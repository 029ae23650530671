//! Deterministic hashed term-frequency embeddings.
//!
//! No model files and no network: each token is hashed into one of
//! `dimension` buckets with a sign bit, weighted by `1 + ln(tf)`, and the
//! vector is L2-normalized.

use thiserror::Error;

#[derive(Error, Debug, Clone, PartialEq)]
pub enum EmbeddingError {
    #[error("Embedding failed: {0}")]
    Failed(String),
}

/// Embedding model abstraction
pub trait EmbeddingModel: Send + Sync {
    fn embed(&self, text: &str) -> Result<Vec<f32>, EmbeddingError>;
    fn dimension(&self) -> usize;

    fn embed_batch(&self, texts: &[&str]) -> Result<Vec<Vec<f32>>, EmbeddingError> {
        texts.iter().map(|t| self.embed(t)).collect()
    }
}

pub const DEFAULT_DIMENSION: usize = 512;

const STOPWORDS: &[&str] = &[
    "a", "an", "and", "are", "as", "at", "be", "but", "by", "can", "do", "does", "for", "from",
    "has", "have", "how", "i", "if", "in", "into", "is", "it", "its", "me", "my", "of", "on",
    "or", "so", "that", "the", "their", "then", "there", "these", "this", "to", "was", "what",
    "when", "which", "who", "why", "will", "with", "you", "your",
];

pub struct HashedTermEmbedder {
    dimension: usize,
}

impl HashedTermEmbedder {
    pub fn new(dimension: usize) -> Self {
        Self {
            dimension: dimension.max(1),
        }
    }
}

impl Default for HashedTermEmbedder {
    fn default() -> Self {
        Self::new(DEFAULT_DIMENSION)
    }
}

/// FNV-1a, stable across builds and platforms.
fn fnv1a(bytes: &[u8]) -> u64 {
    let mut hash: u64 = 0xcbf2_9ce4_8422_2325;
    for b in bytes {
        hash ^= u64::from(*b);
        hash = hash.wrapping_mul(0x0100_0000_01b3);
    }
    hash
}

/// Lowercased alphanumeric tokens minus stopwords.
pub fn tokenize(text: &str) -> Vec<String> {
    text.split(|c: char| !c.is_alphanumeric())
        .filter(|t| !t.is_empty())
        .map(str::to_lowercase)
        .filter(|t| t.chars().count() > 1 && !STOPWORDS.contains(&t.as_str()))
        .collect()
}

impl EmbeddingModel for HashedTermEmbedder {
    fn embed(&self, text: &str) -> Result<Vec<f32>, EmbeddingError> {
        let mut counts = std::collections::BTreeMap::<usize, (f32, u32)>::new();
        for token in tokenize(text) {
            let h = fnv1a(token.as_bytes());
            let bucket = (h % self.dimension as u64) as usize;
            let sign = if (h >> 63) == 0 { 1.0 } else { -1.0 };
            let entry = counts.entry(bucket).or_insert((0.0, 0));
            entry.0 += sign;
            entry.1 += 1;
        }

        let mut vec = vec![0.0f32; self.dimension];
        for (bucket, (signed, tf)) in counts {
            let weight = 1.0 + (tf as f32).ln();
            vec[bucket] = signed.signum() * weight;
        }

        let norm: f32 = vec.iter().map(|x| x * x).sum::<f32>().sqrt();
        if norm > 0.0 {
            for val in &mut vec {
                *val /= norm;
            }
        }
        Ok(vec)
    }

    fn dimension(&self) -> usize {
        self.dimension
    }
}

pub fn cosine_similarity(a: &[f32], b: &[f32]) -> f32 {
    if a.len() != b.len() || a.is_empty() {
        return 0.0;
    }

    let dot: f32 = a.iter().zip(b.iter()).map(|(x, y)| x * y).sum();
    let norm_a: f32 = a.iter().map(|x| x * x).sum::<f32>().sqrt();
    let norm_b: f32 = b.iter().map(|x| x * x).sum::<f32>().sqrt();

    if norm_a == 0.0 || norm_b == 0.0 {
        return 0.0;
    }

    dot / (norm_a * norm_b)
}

********************

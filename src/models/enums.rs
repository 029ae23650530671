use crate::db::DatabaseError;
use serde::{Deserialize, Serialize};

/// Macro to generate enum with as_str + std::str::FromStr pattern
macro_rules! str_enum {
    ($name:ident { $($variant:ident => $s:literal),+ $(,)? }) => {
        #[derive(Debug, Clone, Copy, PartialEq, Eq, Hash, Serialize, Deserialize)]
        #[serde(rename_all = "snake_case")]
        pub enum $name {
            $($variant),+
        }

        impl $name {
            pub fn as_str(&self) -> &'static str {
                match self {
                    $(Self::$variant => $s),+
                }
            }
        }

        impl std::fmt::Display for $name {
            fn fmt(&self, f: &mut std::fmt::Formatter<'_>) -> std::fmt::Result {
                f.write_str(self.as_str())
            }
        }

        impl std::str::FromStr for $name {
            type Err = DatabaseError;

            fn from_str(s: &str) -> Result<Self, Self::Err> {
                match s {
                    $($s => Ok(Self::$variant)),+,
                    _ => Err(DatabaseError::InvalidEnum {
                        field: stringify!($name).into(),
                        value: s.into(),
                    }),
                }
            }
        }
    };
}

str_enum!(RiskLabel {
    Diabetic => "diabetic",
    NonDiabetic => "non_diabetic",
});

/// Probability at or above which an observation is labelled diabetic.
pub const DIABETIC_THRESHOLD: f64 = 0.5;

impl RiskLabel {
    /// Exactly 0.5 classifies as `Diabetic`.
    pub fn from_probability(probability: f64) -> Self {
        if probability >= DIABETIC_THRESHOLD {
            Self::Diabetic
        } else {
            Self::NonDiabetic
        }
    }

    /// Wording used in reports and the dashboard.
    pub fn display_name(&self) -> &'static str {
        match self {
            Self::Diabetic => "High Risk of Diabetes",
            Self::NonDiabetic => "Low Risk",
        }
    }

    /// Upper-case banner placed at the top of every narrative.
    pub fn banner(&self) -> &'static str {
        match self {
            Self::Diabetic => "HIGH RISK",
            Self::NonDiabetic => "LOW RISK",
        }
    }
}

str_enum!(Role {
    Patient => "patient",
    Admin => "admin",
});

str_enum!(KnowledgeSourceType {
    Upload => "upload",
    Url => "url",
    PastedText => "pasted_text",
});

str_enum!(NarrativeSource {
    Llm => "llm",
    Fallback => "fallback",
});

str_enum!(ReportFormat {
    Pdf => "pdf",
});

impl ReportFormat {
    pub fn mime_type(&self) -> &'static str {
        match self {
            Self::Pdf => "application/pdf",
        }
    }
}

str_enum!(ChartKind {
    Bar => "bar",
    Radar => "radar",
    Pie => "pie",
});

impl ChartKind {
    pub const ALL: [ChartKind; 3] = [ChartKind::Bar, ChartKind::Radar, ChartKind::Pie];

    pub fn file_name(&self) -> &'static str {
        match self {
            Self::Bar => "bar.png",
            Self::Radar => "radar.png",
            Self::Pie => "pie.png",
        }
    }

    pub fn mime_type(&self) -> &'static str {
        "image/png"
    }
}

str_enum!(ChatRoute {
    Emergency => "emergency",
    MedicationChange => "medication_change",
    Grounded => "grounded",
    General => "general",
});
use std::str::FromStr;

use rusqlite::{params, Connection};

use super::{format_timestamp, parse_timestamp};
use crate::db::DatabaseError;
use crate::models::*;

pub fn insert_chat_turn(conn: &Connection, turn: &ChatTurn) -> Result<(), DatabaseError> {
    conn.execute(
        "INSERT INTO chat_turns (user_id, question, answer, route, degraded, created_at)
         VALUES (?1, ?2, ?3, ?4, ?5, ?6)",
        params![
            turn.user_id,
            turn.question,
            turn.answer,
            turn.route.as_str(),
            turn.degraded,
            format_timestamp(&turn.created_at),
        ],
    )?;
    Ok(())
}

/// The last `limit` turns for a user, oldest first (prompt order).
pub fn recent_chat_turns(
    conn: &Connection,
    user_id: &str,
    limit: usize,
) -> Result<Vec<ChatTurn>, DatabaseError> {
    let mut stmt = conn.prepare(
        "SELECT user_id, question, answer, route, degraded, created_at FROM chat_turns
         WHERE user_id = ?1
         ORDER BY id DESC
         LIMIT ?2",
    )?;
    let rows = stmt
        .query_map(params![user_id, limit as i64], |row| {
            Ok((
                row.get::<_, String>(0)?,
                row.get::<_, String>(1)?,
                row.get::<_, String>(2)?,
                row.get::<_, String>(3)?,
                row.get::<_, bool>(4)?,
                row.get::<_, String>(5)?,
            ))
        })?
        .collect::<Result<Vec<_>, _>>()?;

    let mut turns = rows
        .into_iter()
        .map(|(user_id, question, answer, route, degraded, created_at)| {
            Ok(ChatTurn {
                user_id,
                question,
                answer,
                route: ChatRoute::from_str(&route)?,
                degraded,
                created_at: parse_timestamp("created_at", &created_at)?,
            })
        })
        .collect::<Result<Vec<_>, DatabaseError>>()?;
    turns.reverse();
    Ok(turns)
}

********************

● EXERCISE DESCRIPTION: Show the lines of the entries that include the string "Debug", copying each in full.

● REPLY TO THE TASK:
#[derive(Error, Debug, Clone, PartialEq)]
        #[derive(Debug, Clone, Copy, PartialEq, Eq, Hash, Serialize, Deserialize)]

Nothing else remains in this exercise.